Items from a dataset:

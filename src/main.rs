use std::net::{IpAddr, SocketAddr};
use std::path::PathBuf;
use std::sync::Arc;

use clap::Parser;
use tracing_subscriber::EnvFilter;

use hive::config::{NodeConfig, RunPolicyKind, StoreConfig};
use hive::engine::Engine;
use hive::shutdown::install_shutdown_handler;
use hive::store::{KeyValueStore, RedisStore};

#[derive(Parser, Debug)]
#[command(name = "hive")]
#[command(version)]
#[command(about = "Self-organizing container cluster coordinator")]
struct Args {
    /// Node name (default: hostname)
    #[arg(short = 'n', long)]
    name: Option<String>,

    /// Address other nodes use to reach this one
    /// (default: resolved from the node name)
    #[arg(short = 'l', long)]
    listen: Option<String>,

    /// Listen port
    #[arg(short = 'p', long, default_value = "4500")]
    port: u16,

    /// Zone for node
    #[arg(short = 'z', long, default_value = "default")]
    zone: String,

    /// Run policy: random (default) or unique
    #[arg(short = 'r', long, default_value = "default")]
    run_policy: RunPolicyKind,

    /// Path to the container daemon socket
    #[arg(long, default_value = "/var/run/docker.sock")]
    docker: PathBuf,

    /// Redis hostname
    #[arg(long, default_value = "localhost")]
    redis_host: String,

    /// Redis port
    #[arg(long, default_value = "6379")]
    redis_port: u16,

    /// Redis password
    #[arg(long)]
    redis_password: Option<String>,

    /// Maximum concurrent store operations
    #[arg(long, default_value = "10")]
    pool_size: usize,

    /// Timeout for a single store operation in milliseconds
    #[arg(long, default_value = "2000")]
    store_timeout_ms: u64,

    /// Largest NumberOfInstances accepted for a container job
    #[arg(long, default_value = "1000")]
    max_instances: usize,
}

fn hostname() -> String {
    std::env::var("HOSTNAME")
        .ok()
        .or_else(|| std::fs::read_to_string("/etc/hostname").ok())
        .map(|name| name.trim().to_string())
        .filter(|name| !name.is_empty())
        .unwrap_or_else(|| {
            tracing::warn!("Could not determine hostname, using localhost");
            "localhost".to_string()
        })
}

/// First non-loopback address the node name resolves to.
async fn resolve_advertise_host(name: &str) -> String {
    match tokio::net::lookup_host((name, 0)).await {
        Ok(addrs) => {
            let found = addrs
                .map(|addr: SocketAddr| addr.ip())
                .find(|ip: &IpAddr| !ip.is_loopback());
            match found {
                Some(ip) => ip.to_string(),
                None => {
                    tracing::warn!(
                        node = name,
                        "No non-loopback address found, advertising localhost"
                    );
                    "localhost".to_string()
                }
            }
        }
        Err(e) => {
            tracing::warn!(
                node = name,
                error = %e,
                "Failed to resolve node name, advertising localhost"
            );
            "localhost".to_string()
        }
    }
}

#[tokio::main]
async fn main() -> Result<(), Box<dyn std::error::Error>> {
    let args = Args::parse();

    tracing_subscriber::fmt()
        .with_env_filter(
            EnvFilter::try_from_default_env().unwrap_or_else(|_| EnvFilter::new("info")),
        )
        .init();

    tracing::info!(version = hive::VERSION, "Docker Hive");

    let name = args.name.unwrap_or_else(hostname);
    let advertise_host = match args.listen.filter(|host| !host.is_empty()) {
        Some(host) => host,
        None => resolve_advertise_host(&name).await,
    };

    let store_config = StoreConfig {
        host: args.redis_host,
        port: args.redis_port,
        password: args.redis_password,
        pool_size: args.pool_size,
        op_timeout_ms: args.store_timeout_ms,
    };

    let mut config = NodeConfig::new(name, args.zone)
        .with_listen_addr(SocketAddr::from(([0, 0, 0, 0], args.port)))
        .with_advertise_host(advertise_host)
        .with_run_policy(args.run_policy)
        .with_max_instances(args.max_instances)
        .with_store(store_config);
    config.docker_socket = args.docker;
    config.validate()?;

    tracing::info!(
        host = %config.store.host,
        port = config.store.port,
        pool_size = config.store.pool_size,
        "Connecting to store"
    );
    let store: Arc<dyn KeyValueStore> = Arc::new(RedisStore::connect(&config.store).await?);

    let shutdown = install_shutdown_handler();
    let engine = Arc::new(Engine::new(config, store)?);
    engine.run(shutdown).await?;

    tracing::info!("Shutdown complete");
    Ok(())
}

...

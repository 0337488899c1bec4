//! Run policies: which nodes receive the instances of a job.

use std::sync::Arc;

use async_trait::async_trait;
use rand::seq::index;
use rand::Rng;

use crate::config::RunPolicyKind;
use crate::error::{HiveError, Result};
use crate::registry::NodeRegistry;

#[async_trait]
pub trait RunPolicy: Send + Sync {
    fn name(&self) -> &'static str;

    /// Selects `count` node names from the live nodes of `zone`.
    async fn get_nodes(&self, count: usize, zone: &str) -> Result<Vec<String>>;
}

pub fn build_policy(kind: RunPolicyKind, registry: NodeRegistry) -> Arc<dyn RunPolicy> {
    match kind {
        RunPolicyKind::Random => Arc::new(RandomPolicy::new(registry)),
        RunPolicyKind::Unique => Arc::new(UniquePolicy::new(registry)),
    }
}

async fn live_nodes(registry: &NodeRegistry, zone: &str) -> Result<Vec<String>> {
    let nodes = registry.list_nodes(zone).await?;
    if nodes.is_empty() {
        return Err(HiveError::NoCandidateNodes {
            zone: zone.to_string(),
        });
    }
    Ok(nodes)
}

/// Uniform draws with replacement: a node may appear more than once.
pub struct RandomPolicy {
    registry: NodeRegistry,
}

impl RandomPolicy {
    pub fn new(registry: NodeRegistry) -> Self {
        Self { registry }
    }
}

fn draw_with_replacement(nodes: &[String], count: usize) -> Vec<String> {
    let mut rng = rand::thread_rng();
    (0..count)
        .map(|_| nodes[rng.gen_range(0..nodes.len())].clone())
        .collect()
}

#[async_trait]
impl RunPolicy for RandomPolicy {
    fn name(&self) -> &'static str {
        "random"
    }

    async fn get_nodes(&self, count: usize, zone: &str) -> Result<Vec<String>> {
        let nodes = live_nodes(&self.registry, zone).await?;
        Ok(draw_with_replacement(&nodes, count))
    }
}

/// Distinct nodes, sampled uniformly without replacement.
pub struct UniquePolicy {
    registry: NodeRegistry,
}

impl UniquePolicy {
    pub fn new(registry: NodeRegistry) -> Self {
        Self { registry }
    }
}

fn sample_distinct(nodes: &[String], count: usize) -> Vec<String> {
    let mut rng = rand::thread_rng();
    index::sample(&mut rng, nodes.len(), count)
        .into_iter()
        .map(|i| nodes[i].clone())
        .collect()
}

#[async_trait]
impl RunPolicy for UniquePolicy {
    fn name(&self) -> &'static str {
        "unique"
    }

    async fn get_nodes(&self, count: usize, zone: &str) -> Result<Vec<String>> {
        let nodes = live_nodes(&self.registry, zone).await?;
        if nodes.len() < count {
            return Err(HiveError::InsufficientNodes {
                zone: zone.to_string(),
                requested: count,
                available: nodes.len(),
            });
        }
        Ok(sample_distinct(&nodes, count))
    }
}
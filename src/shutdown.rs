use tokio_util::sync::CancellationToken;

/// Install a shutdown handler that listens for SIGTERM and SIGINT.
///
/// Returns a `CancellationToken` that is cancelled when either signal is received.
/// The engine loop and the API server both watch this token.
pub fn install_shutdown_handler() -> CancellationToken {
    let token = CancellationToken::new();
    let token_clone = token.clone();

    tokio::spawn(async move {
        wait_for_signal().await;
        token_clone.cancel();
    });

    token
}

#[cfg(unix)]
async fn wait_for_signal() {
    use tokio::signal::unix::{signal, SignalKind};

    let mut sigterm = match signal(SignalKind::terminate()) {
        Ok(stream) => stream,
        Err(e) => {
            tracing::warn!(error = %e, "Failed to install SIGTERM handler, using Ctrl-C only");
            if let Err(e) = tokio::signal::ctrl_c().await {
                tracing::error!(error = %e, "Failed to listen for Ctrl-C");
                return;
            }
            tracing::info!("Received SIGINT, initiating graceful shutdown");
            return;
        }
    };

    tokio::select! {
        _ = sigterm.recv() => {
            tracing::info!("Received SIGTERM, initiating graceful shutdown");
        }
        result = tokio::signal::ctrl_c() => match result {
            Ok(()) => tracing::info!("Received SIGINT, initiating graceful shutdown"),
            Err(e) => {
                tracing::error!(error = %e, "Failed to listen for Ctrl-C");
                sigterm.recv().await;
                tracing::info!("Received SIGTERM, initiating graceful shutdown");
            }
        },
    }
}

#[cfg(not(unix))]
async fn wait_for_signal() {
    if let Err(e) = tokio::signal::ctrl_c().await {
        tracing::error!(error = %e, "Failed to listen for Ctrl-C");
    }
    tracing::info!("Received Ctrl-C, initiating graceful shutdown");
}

--

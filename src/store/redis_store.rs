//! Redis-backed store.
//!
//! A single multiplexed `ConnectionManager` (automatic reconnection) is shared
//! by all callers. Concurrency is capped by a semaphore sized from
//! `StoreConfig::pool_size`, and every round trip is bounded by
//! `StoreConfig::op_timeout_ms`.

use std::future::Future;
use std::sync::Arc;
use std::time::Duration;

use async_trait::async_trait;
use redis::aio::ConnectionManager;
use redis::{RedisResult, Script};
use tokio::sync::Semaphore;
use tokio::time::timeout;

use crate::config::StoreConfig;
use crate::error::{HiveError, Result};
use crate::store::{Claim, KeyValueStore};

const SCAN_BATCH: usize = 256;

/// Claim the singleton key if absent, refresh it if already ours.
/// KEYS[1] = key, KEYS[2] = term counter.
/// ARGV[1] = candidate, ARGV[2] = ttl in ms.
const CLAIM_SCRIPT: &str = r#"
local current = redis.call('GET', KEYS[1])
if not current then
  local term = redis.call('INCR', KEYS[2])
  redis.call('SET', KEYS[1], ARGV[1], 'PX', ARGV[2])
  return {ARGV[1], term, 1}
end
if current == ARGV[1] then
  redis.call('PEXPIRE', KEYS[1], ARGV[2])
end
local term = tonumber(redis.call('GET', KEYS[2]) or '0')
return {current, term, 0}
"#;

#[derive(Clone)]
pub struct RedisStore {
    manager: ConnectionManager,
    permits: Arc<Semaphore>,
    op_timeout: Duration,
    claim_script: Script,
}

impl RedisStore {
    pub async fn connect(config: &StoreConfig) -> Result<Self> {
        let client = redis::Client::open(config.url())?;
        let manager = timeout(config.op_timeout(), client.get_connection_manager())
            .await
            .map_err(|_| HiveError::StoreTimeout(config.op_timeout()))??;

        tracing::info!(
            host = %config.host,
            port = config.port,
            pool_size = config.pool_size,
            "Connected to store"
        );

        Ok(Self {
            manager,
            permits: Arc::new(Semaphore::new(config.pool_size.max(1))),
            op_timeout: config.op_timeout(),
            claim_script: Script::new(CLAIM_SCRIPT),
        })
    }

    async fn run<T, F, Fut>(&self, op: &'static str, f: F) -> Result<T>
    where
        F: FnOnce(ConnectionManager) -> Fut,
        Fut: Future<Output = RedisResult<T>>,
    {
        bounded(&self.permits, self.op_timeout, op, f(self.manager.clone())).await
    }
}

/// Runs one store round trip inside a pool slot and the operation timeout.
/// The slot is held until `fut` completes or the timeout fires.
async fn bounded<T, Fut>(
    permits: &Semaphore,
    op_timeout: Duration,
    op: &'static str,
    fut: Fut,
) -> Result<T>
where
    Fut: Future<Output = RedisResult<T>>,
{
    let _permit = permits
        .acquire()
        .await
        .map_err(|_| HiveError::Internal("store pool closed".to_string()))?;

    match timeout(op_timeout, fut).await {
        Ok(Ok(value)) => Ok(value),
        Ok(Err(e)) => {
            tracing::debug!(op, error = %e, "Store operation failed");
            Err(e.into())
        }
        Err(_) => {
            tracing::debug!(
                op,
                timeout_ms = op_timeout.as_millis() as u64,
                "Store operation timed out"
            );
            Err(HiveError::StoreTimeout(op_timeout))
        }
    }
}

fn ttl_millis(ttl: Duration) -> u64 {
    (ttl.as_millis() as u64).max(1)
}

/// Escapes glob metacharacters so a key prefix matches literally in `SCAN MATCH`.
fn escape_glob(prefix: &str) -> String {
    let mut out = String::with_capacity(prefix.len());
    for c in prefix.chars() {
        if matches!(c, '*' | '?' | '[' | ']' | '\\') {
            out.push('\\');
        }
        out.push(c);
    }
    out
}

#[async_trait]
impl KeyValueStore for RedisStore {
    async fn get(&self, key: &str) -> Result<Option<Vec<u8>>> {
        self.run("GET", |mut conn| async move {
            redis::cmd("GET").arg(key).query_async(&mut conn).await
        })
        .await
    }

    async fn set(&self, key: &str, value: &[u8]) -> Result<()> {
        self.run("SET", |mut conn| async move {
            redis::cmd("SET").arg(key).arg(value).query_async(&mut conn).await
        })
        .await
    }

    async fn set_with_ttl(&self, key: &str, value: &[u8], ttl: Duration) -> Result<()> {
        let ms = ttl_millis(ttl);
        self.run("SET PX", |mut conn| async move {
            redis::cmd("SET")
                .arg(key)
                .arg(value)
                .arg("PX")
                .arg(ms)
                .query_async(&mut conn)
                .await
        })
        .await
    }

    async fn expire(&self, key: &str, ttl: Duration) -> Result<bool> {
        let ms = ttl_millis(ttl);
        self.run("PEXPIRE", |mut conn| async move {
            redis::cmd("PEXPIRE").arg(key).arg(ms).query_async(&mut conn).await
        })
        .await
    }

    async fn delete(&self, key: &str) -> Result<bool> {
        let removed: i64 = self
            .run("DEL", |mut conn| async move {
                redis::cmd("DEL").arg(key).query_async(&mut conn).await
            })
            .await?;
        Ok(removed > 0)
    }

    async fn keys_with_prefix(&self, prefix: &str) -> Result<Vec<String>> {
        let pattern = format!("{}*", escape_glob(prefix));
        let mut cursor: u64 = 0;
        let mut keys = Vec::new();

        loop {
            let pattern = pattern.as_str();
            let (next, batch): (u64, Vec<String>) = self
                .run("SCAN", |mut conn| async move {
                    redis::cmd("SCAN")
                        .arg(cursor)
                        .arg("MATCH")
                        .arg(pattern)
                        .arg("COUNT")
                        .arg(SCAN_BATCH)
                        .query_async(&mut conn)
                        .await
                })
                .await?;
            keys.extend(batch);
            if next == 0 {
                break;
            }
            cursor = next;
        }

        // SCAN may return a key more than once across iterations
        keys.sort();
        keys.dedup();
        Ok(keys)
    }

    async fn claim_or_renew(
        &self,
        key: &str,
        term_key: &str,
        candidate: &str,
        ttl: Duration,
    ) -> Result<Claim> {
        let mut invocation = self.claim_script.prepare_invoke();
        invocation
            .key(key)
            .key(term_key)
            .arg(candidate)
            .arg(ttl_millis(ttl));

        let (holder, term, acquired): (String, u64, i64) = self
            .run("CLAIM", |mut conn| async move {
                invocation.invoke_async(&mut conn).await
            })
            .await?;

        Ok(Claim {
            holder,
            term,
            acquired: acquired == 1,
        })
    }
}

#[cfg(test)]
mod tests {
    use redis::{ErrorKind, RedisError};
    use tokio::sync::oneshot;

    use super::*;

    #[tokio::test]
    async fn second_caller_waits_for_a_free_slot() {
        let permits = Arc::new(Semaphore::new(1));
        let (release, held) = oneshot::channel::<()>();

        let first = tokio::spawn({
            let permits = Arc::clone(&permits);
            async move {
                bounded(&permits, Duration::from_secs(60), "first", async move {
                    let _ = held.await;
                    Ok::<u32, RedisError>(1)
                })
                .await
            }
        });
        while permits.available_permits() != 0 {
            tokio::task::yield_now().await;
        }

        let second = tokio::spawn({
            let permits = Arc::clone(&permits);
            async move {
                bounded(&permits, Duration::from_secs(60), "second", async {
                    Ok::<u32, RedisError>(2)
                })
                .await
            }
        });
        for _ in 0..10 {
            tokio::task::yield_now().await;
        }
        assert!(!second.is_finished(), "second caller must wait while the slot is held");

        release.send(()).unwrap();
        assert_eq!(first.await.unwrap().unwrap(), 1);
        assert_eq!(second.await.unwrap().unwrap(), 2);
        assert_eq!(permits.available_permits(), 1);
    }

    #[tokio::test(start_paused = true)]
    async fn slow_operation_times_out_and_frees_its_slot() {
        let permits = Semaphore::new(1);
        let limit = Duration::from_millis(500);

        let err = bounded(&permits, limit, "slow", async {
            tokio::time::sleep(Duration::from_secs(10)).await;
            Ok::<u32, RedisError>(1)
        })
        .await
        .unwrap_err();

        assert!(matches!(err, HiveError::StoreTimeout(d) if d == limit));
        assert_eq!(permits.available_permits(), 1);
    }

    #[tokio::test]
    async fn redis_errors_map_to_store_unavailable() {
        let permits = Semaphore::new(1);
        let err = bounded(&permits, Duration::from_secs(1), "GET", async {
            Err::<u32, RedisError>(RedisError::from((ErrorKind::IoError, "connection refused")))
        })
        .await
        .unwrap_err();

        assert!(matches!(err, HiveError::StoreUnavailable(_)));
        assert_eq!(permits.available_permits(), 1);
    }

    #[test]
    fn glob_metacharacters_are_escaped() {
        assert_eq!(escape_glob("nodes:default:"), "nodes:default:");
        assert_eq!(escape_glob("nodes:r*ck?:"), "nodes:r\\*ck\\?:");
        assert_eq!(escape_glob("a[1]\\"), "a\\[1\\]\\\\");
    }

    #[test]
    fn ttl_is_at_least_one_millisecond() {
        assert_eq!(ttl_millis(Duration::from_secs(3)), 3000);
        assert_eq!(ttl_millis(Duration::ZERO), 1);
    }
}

YOUR INSTRUCTIONS: Find every line in the records that uses the string "ConnectionManager", then copy it.

OUTPUT FOR THIS EXERCISE:
//! A single multiplexed `ConnectionManager` (automatic reconnection) is shared
use redis::aio::ConnectionManager;
    manager: ConnectionManager,
        F: FnOnce(ConnectionManager) -> Fut,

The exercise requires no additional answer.